*** Opening Data supplied ***

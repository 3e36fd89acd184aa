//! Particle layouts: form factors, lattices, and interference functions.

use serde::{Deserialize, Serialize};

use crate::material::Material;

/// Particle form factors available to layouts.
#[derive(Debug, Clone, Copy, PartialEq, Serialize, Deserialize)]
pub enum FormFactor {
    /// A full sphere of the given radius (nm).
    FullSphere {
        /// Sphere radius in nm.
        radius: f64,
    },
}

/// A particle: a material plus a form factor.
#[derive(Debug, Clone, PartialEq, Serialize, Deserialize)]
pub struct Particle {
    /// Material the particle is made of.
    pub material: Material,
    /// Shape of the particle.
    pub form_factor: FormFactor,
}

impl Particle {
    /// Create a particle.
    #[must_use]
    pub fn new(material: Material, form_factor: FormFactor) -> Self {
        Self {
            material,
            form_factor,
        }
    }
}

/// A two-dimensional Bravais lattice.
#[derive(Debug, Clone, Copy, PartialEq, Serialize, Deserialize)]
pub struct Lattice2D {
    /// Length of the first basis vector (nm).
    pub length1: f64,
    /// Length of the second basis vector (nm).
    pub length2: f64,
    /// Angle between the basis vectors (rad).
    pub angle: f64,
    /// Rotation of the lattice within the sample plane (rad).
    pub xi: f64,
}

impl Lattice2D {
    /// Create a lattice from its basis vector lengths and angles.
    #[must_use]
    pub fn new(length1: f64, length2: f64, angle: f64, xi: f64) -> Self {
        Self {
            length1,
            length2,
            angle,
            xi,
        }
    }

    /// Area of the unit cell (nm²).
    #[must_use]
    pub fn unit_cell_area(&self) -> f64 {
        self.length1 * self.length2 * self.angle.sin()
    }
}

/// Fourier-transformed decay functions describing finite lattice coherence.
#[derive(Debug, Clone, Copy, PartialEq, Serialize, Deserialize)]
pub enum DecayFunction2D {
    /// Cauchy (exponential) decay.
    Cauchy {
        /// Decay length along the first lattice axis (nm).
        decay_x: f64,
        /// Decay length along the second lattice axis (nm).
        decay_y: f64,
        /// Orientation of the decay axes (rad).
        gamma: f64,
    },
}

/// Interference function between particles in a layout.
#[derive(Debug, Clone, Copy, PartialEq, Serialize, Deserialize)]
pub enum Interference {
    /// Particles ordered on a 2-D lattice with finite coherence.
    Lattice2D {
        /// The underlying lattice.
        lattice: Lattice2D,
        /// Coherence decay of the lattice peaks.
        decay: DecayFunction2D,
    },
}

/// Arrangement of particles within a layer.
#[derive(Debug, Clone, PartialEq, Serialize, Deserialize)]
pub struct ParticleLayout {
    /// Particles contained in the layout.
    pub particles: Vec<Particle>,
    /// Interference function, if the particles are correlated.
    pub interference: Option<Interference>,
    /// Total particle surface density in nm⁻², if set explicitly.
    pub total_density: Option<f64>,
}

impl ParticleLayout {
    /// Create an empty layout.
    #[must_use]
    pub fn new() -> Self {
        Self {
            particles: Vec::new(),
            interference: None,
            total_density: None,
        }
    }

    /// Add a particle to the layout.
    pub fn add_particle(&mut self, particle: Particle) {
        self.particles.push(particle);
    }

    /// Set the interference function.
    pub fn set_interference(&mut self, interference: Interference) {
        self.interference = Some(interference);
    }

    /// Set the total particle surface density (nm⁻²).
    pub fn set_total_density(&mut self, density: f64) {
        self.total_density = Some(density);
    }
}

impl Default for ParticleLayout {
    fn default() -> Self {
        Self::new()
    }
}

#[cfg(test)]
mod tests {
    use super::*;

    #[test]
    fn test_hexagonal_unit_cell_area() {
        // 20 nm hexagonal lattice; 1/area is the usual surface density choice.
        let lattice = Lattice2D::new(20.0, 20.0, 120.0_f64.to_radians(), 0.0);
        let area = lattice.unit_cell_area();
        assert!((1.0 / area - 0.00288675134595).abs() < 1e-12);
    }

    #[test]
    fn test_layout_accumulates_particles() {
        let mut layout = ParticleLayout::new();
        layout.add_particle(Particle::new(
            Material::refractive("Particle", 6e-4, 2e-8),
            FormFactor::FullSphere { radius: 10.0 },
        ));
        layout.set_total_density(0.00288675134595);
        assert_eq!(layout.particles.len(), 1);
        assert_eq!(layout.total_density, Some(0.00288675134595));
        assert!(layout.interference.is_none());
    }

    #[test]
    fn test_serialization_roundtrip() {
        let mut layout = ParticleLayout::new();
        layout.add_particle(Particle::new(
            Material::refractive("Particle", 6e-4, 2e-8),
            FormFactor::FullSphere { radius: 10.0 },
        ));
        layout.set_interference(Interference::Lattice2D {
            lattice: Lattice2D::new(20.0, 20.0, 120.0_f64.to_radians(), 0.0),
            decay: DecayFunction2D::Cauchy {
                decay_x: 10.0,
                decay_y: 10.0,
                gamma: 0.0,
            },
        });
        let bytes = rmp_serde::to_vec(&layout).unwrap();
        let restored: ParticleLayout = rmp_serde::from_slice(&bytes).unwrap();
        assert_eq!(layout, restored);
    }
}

*** Closing Data supplied ***
*** Opening Data supplied ***

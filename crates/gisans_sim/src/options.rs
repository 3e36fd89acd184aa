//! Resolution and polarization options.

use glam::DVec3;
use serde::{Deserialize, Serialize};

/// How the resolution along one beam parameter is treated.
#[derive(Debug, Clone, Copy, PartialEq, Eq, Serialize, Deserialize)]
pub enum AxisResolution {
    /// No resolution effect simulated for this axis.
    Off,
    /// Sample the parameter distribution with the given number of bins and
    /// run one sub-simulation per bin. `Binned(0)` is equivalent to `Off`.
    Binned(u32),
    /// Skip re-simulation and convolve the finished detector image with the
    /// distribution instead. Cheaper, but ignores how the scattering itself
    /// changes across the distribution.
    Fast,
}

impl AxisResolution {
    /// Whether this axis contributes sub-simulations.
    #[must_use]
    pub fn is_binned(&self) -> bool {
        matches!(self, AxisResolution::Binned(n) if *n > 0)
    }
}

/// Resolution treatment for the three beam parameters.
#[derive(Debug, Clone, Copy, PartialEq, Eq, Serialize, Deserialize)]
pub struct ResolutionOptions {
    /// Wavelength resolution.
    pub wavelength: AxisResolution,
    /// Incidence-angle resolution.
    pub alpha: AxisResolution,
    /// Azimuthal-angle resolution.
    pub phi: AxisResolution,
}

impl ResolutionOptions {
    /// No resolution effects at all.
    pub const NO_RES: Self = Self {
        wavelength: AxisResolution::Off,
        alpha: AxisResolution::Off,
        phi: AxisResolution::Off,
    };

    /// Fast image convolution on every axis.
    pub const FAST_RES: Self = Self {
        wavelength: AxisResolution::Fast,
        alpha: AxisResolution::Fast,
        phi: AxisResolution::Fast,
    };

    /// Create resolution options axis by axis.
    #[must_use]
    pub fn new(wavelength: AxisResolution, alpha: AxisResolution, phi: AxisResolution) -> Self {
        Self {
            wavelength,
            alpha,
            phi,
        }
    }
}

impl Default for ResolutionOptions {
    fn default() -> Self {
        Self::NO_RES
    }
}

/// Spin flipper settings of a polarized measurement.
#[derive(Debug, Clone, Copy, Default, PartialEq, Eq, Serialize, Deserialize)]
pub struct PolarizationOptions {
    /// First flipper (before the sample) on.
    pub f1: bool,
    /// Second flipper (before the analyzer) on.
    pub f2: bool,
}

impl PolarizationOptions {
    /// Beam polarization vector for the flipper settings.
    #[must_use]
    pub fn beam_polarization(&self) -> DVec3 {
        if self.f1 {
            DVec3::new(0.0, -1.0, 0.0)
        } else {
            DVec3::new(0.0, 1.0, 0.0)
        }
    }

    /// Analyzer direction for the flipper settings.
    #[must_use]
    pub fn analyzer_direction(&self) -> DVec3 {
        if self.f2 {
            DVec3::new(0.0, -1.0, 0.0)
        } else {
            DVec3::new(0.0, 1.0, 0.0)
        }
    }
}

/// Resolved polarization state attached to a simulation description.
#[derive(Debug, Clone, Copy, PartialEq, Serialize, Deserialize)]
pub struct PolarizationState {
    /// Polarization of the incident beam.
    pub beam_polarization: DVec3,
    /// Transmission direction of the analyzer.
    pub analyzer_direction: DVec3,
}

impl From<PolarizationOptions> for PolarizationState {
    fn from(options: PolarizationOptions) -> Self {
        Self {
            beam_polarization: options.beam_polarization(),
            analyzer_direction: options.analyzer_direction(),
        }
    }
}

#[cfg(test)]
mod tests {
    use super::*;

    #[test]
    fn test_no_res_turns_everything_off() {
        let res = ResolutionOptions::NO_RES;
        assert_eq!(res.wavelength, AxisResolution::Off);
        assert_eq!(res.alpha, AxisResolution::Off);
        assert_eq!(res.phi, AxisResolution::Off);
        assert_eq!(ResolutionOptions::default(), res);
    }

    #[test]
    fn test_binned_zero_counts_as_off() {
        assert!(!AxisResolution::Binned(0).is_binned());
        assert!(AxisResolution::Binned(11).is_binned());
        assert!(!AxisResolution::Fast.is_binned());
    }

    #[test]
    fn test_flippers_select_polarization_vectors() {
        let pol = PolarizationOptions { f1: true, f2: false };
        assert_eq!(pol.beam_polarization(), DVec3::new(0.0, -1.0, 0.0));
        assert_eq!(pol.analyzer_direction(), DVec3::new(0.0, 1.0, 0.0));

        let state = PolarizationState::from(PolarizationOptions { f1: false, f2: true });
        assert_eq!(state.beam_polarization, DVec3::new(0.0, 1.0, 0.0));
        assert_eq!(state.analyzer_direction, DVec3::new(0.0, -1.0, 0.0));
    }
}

*** Closing Data supplied ***

Work required:
Gather up, from the records above, each line where the word "surface" appears.

Answer box:
    /// Total particle surface density in nm⁻², if set explicitly.
    /// Set the total particle surface density (nm⁻²).
        // 20 nm hexagonal lattice; 1/area is the usual surface density choice.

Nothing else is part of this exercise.